In this BWB Text, Rachel Buchanan tells her own, deeply personal story of Parihaka. Her story begins with the death of her father, a man with affiliations to many of Taranaki’s eight iwi. She traces her connections back to the events of 1881, in particular her tūpuna Taare Warahi (Charles Wallace). Born at Te Aro Pā in 1848, Warahi became a trusted translator, including interpreting during a six hour conversation at Parihaka between Te Whiti and Lyttelton Times journalist Samuel Croumbie-Brown.

Ko Taranaki Te Maunga discusses the apologies and settlements that have taken place since te pāhuatanga, the invasion of Parihaka. Buchanan charts the nine times that the New Zealand government has apologised for te pāhuatanga between 1991 and 2018. She begins the book by admitting that when she heard in 2017 that another apology government apology was scheduled, her first thought was ‘oh no, not again!’. Buchanan describes her personal reaction to the various apologies and outlines what she sees as important elements that make an apology meaningful.

Ko Taranaki Te Maunga explores how records and recordkeepers are forces for social justice and radical change within families and society.

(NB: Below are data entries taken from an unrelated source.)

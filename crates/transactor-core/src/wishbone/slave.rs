//! Wishbone echo slave backed by a register file.

use super::{WishbonePhase, WishboneSignals};
use crate::{
    BindError, BusTransactor, IdleFlag, ProtocolViolation, RegisterFile, ResetLine, SignalSet,
    TraceEvent, TraceSink, DEFAULT_REGISTER_WORDS,
};

/// Responds to master reads and writes from a zero-initialized register
/// file, acknowledging every selected beat in one cycle.
///
/// Selection is `stb` high and, when a `cyc` line is bound, cycle-valid high
/// as well. Out-of-range addresses complete the handshake but pulse the
/// optional `err` line, skip the store, and return zero read data.
pub struct WishboneEchoSlave {
    bus: WishboneSignals,
    reset: ResetLine,
    registers: RegisterFile,
    phase: WishbonePhase,
    idle: IdleFlag,
    trace: Option<Box<dyn TraceSink>>,
}

impl WishboneEchoSlave {
    fn from_bus(
        signals: &mut SignalSet,
        bus: WishboneSignals,
        reset: ResetLine,
        words: usize,
    ) -> Self {
        signals.set_immediate(bus.ack, 0);
        signals.set_immediate(bus.data_o, 0);
        for key in [bus.err, bus.rty].into_iter().flatten() {
            signals.set_immediate(key, 0);
        }
        Self {
            bus,
            reset,
            registers: RegisterFile::new(words),
            phase: WishbonePhase::Idle,
            idle: IdleFlag::new(),
            trace: None,
        }
    }

    /// Binds a classic echo slave with a register file of `words` entries.
    ///
    /// # Errors
    ///
    /// Returns [`BindError::MissingSignal`] when the required roster is
    /// incomplete.
    pub fn bind_classic(
        signals: &mut SignalSet,
        prefix: &str,
        reset: ResetLine,
        words: usize,
    ) -> Result<Self, BindError> {
        let bus = WishboneSignals::bind_classic(signals, prefix)?;
        Ok(Self::from_bus(signals, bus, reset, words))
    }

    /// Binds a standard echo slave with a register file of `words` entries.
    ///
    /// # Errors
    ///
    /// Returns [`BindError::MissingSignal`] when the required roster is
    /// incomplete.
    pub fn bind_standard(
        signals: &mut SignalSet,
        prefix: &str,
        reset: ResetLine,
        words: usize,
    ) -> Result<Self, BindError> {
        let bus = WishboneSignals::bind_standard(signals, prefix)?;
        Ok(Self::from_bus(signals, bus, reset, words))
    }

    /// Binds a standard echo slave with the default 256-word register file.
    ///
    /// # Errors
    ///
    /// Returns [`BindError::MissingSignal`] when the required roster is
    /// incomplete.
    pub fn bind_standard_default(
        signals: &mut SignalSet,
        prefix: &str,
        reset: ResetLine,
    ) -> Result<Self, BindError> {
        Self::bind_standard(signals, prefix, reset, DEFAULT_REGISTER_WORDS)
    }

    /// Installs a trace sink receiving this responder's events.
    pub fn set_trace_sink(&mut self, sink: Box<dyn TraceSink>) {
        self.trace = Some(sink);
    }

    /// Read-only view of the backing register file.
    #[must_use]
    pub const fn registers(&self) -> &RegisterFile {
        &self.registers
    }

    /// Current handshake phase.
    #[must_use]
    pub const fn phase(&self) -> WishbonePhase {
        self.phase
    }

    /// Returns `true` while no handshake is mid-flight.
    #[must_use]
    pub const fn is_idle(&self) -> bool {
        self.idle.is_set()
    }

    fn emit(&mut self, event: TraceEvent) {
        if let Some(sink) = self.trace.as_mut() {
            sink.on_event(event);
        }
    }

    /// Services the accepted beat: store on writes, fetch on reads, error
    /// strobe on out-of-range addresses.
    fn respond(&mut self, signals: &mut SignalSet) {
        let address = signals.value(self.bus.addr);
        if signals.is_high(self.bus.we) {
            let data = signals.value(self.bus.data_i);
            if self.registers.write(address, data).is_ok() {
                self.emit(TraceEvent::TransferRetired {
                    address,
                    data,
                    is_write: true,
                });
            } else {
                signals.drive_optional(self.bus.err, 1);
            }
        } else {
            match self.registers.read(address) {
                Ok(data) => {
                    signals.drive(self.bus.data_o, data);
                    self.emit(TraceEvent::TransferRetired {
                        address,
                        data,
                        is_write: false,
                    });
                }
                Err(_) => {
                    signals.drive(self.bus.data_o, 0);
                    signals.drive_optional(self.bus.err, 1);
                }
            }
        }
    }
}

impl BusTransactor for WishboneEchoSlave {
    fn on_rising_edge(&mut self, signals: &mut SignalSet) -> Result<(), ProtocolViolation> {
        if self.reset.is_asserted(signals) {
            signals.drive(self.bus.ack, 0);
            signals.drive(self.bus.data_o, 0);
            signals.drive_optional(self.bus.err, 0);
            self.phase = WishbonePhase::Idle;
            self.idle.set();
            return Ok(());
        }

        match self.phase {
            WishbonePhase::Idle => {
                signals.drive_optional(self.bus.err, 0);
                if self.bus.is_selected(signals) {
                    signals.drive(self.bus.ack, 1);
                    self.respond(signals);
                    self.phase = WishbonePhase::Active;
                    self.idle.clear();
                } else {
                    signals.drive(self.bus.ack, 0);
                    signals.drive(self.bus.data_o, 0);
                    self.idle.set();
                }
            }
            WishbonePhase::Active => {
                // ack is a one-cycle pulse per beat.
                signals.drive(self.bus.ack, 0);
                signals.drive(self.bus.data_o, 0);
                signals.drive_optional(self.bus.err, 0);
                self.phase = WishbonePhase::Idle;
                self.idle.set();
            }
        }
        Ok(())
    }
}
use thiserror::Error;

/// Errors produced while flattening documents into tables.
///
/// Only the spec-validation variants (`EmptySpec`, `ShortChain`) are raised
/// during flattening itself; missing elements in the data are logged and
/// skipped, never surfaced as errors.
#[derive(Debug, Error)]
pub enum EspalierError {
    #[error("extraction batch is empty: at least one extraction unit is required")]
    EmptySpec,

    #[error("parent path for table '{target}' must list at least two tags when given as a chain (got {len}); use a plain tag for a single parent")]
    ShortChain { target: String, len: usize },

    #[error("XML parse error: {0}")]
    Xml(String),

    #[error("document has no root element")]
    EmptyDocument,

    #[error("job spec error: {0}")]
    Spec(#[from] serde_json::Error),

    #[error("CSV write error: {0}")]
    Csv(#[from] csv::Error),

    #[error("IO error: {0}")]
    Io(#[from] std::io::Error),
}
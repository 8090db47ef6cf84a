//! Shared row accumulator and table materialization.

use std::collections::BTreeMap;

use crate::flatten::types::Table;

/// Append-only rows keyed by output table name, shared across every
/// extraction call of a batch run.
///
/// Owned explicitly by the caller and passed by mutable reference, so two
/// unrelated runs never observe each other's rows. Tables are created lazily
/// on first append; row order within a table is emission order.
#[derive(Debug, Default)]
pub struct TableAccumulator {
    tables: BTreeMap<String, Vec<Vec<String>>>,
}

impl TableAccumulator {
    pub fn new() -> Self {
        TableAccumulator::default()
    }

    /// Append one row to the end of the named table, creating it if needed.
    pub fn append(&mut self, target: &str, row: Vec<String>) {
        self.tables.entry(target.to_string()).or_default().push(row);
    }

    /// Rows accumulated so far for one table, if any have been appended.
    pub fn rows(&self, target: &str) -> Option<&[Vec<String>]> {
        self.tables.get(target).map(|rows| rows.as_slice())
    }

    pub fn row_count(&self, target: &str) -> usize {
        self.tables.get(target).map_or(0, |rows| rows.len())
    }

    pub fn table_names(&self) -> impl Iterator<Item = &str> {
        self.tables.keys().map(|name| name.as_str())
    }

    /// Convert every accumulated table into a [`Table`], consuming the
    /// accumulator.
    ///
    /// Every name in `headers` appears in the output even with zero rows (an
    /// empty table with exactly the declared columns). Rows shorter than the
    /// declared header width are padded with `sentinel`; header width is the
    /// canonical width. An accumulated table with no declared headers gets
    /// positional `col_N` names sized to its widest row.
    pub fn finalize(
        self,
        headers: &BTreeMap<String, Vec<String>>,
        sentinel: &str,
    ) -> BTreeMap<String, Table> {
        let mut finalized = BTreeMap::new();

        for (name, rows) in self.tables {
            let columns = match headers.get(&name) {
                Some(declared) => declared.clone(),
                None => {
                    let width = rows.iter().map(|row| row.len()).max().unwrap_or(0);
                    log::debug!(
                        "no declared headers for table '{}', inferring {} positional columns",
                        name,
                        width
                    );
                    (1..=width).map(|i| format!("col_{i}")).collect()
                }
            };

            let rows = rows
                .into_iter()
                .map(|mut row| {
                    while row.len() < columns.len() {
                        row.push(sentinel.to_string());
                    }
                    row
                })
                .collect();

            finalized.insert(name, Table { columns, rows });
        }

        // Declared tables that never saw a row still materialize, empty.
        for (name, declared) in headers {
            finalized.entry(name.clone()).or_insert_with(|| Table {
                columns: declared.clone(),
                rows: Vec::new(),
            });
        }

        finalized
    }
}
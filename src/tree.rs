/// Navigation primitives over one node of a parsed document.
///
/// The flattener only ever reads through this trait, so it works against any
/// tree-shaped input. Implementations are expected to be cheap handles
/// (typically references into a parsed document); the engine never mutates
/// the tree.
///
/// Absence is not an error anywhere in this contract: a missing child,
/// attribute, or text node is `None` / an empty list, and callers treat it as
/// "this item has no data for this path".
pub trait TreeNode: Sized + Clone {
    /// First matching child or descendant, in document order.
    fn find_one(&self, tag: &str) -> Option<Self>;

    /// All matching children and descendants, in document order.
    fn find_all(&self, tag: &str) -> Vec<Self>;

    /// Value of the named attribute on this node.
    fn attr(&self, name: &str) -> Option<String>;

    /// Text content of this node, `None` if it has none.
    fn text(&self) -> Option<String>;
}
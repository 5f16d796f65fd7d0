//! Dashboard records and saved list views.
//!
//! This crate connects the generic pipeline in `opsdeck-query` to the
//! business-ops dashboard. It defines the record types each page lists and a
//! catalog of saved views.
//!
//! # Records
//!
//! [`EmailCampaign`], [`Subscriber`], [`Notification`], [`Sop`] and
//! [`ComplianceTask`] deserialize from the backend's JSON and derive
//! [`Record`](opsdeck_query::Record), so every query operator works on them
//! by field name:
//!
//! ```ignore
//! use opsdeck_query::Query;
//! use opsdeck_views::EmailCampaign;
//!
//! let recent = Query::new()
//!     .sort_desc(EmailCampaign::UPDATED_AT)
//!     .tie_break(EmailCampaign::ID)
//!     .limit(3)
//!     .build()
//!     .filter(&campaigns, EmailCampaign::accessor);
//! ```
//!
//! # Saved views
//!
//! A [`ViewCatalog`] maps view names to query specs. The built-in catalog
//! covers the lists the dashboard shows by default:
//!
//! ```ignore
//! use opsdeck_views::ViewCatalog;
//!
//! let catalog = ViewCatalog::builtin()?;
//! let by_day = catalog.run("notifications_by_day", &notifications, chrono::Utc::now())?;
//! if let Some(groups) = by_day.as_groups() {
//!     for group in groups {
//!         println!("{} ({})", group.label, group.items.len());
//!     }
//! }
//! ```

mod catalog;
mod error;
mod records;

pub use catalog::{ViewCatalog, ViewDef};
pub use error::{Result, ViewError};
pub use records::{
    CampaignStatus, ComplianceStatus, ComplianceTask, DashboardPage, DashboardRecord,
    EmailCampaign, Notification, NotificationKind, Priority, Sop, SopStatus, Subscriber,
    SubscriberStatus,
};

The book is a moving reflection on the ongoing importance of history and its impact on the present.

About the Author

Dr Rachel Buchanan (Taranaki, Te Ātiawa) is an historian, archivist, journalist and curator. Rachel is the author of The Parihaka Album: Lest We Forget(Huia, 2009) and Stop Press: The Last Days of Newspapers (Scribe, 2013). She wrote poems for The Anatomy Lesson, an artist book by Geoffrey Ricardo, and in 2014 she produced an artist newspaper, Melbourne Sirius. Her essays on trees and Taranaki land have been anthologised in Tell You What: Great New Zealand Non-Fiction (2015, 2016).

For the past two-and-a-half years, Rachel has been curator, Germaine Greer Archive, at University of Melbourne Archives. Her essay ‘How Shakespeare Helped Shape Germaine Greer’s Masterpiece’ won a 2016 Australian Society of Archivists Mander Jones award. Rachel has been published in The ConversationThe MonthlyMeanjinGriffith ReviewVICE NZ and Fairfax newspapers. Her scholarly writing has been translated into Māori, Farsi and French and has appeared in journals in Australia, New Zealand, Canada, Iran and the United States.